8. The coupling assembly of any preceding claim, wherein the at least one angular direction is a first angular direction, and wherein each torque lug provides a beveled longitudinal edge that allows the torque collet to freely ratchet in a second angular direction opposite the first angular direction.

9. A method, comprising:

advancing an upper adapter (132) at least partially into a lower adapter (130), the upper adapter having a latching collet (212) providing a plurality of axially extending fingers (308) and a torque collet (214) axially spaced from the latching collet, and the lower adapter providing a torque collet profile (220) that defines a plurality of longitudinal slots (224);

engaging a series of latch mating threads (218) defined on an inner surface of the lower adapter with latching threads defined on each of the plurality of axially extending fingers such that interaction between the latch mating threads and the latching collet moves the latching collet axially;

receiving a plurality of torque lugs (228) provided by the torque collet into the plurality of longitudinal slots, each torque lug being provided on a corresponding plurality of axially-extending torque members (226); and

applying a torsion load on the lower adapter from the upper adapter when the plurality of torque lugs are received in the plurality of longitudinal slots.

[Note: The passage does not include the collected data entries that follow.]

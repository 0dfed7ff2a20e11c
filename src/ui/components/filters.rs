//! Filter panel component renderer.
//!
//! Renders the search box and the two requirement checkboxes inside one
//! bordered frame.

use crate::ui::helpers::{position_cursor, text_width, truncate};
use crate::ui::theme::Theme;
use crate::ui::viewmodel::FilterBarInfo;

/// Horizontal margin for the filter box (spaces on left and right).
const FILTER_BOX_MARGIN: usize = 2;

fn checkbox(checked: bool) -> &'static str {
    if checked {
        "[x]"
    } else {
        "[ ]"
    }
}

/// Renders the filter box at the specified row.
///
/// # Returns
///
/// The next available row position (row + 3, the box uses 3 lines)
///
/// # Layout
///
/// ```text
/// [margin] ┌──────────────────────────────────────────────────────────┐ [margin]
/// [margin] │ Search: 1_          r [x] Allowed on road  w [ ] Heavy … │ [margin]
/// [margin] └──────────────────────────────────────────────────────────┘ [margin]
/// ```
///
/// The border takes the `search_bar_border` color while typing and the
/// plain `border` color otherwise.
pub fn render_filter_bar(row: usize, filters: &FilterBarInfo, theme: &Theme, cols: usize) -> usize {
    let box_width = cols.saturating_sub(FILTER_BOX_MARGIN * 2);
    let inner_width = box_width.saturating_sub(2);
    let border_color = if filters.typing {
        &theme.colors.search_bar_border
    } else {
        &theme.colors.border
    };

    position_cursor(row, 1);
    print!("{}", " ".repeat(FILTER_BOX_MARGIN));
    print!("{}", Theme::fg(border_color));
    print!("┌{}┐", "─".repeat(inner_width));
    print!("{}", Theme::reset());

    let caret = if filters.typing { "_" } else { "" };
    let search_text = format!(" Search size: {}{caret}", filters.query);
    let toggles = format!(
        "r {} Allowed on road  w {} Heavy waste ",
        checkbox(filters.allowed_on_road),
        checkbox(filters.allows_heavy_waste)
    );
    let search_text = truncate(&search_text, inner_width.saturating_sub(text_width(&toggles)));
    let gap = inner_width.saturating_sub(text_width(&search_text) + text_width(&toggles));

    position_cursor(row + 1, 1);
    print!("{}", " ".repeat(FILTER_BOX_MARGIN));
    print!("{}", Theme::fg(border_color));
    print!("│");
    print!("{}", Theme::fg(&theme.colors.text_normal));
    print!("{search_text}");
    print!("{}", " ".repeat(gap));
    print!("{}", truncate(&toggles, inner_width));
    print!("{}", Theme::fg(border_color));
    print!("│");
    print!("{}", Theme::reset());

    position_cursor(row + 2, 1);
    print!("{}", " ".repeat(FILTER_BOX_MARGIN));
    print!("{}", Theme::fg(border_color));
    print!("└{}┘", "─".repeat(inner_width));
    print!("{}", Theme::reset());

    row + 3
}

10. The method of claim 9, wherein the latching collet further defines a radial shoulder (312) and a radial groove (314) axially offset from the radial shoulder, the method further comprising:

moving the axially extending fingers from being radially supported by the radial shoulder to being radially offset from the radial groove when the latching threads engage the series of latch mating threads; and ratc

heting the latching threads against the latch mating threads as the upper adapter advances further into the lower adapter, and, optionally, further comprising:

applying an axial tension load between the upper and lower adapters; and

moving the axially extending fingers into radial engagement with the radial shoulder, and thereby preventing the latching threads against removal from the latch mating threads.

11. The method of claim 9 or claim 10, further comprising: advancing the upper adapter into the lower adapter until an end of the lower adapter engages a radial protrusion (306) defined on the upper adapter and applying an axial compression load on the lower adapter from the upper adapter; and/or
rotating the upper adapter with respect to the lower adapter until the plurality of torque lugs locate the plurality of longitudinal slots.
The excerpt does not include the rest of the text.